▶ [TASK STATEMENT] Copy out the listing beneath, missing nothing.

▶ [ENTRIES SHOWN]
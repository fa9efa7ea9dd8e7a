use tracing_subscriber::{EnvFilter, fmt, layer::SubscriberExt, util::SubscriberInitExt};

/// Initialize logging to stderr.
///
/// stdout is reserved for the JSON report, so diagnostics always go to
/// stderr. The level can be controlled via the `level` parameter or the
/// `RUST_LOG` environment variable, which takes precedence.
pub fn init_logging(level: &str) -> color_eyre::Result<()> {
    let default_filter = format!("portsim={level},portsim_core={level}");
    let env_filter =
        EnvFilter::try_from_default_env().unwrap_or_else(|_| EnvFilter::new(&default_filter));

    tracing_subscriber::registry()
        .with(env_filter)
        .with(
            fmt::layer()
                .with_writer(std::io::stderr)
                .with_target(true)
                .with_thread_ids(false),
        )
        .try_init()?;

    tracing::debug!(level, "portsim logging initialized");
    Ok(())
}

▶ [YOUR RESPONSE]
repository fa9efa7ea9dd8e7a
use tracing_subscriber::{EnvFilter, fmt, layer::SubscriberExt, util::SubscriberInitExt};

/// Initialize logging to stderr.
///
/// stdout is reserved for the JSON report, so diagnostics always go to
/// stderr. The level can be controlled via the `level` parameter or the
/// `RUST_LOG` environment variable, which takes precedence.
pub fn init_logging(level: &str) -> color_eyre::Result<()> {
    let default_filter = format!("portsim={level},portsim_core={level}");
    let env_filter =
        EnvFilter::try_from_default_env().unwrap_or_else(|_| EnvFilter::new(&default_filter));

    tracing_subscriber::registry()
        .with(env_filter)
        .with(
            fmt::layer()
                .with_writer(std::io::stderr)
                .with_target(true)
                .with_thread_ids(false),
        )
        .try_init()?;

    tracing::debug!(level, "portsim logging initialized");
    Ok(())
}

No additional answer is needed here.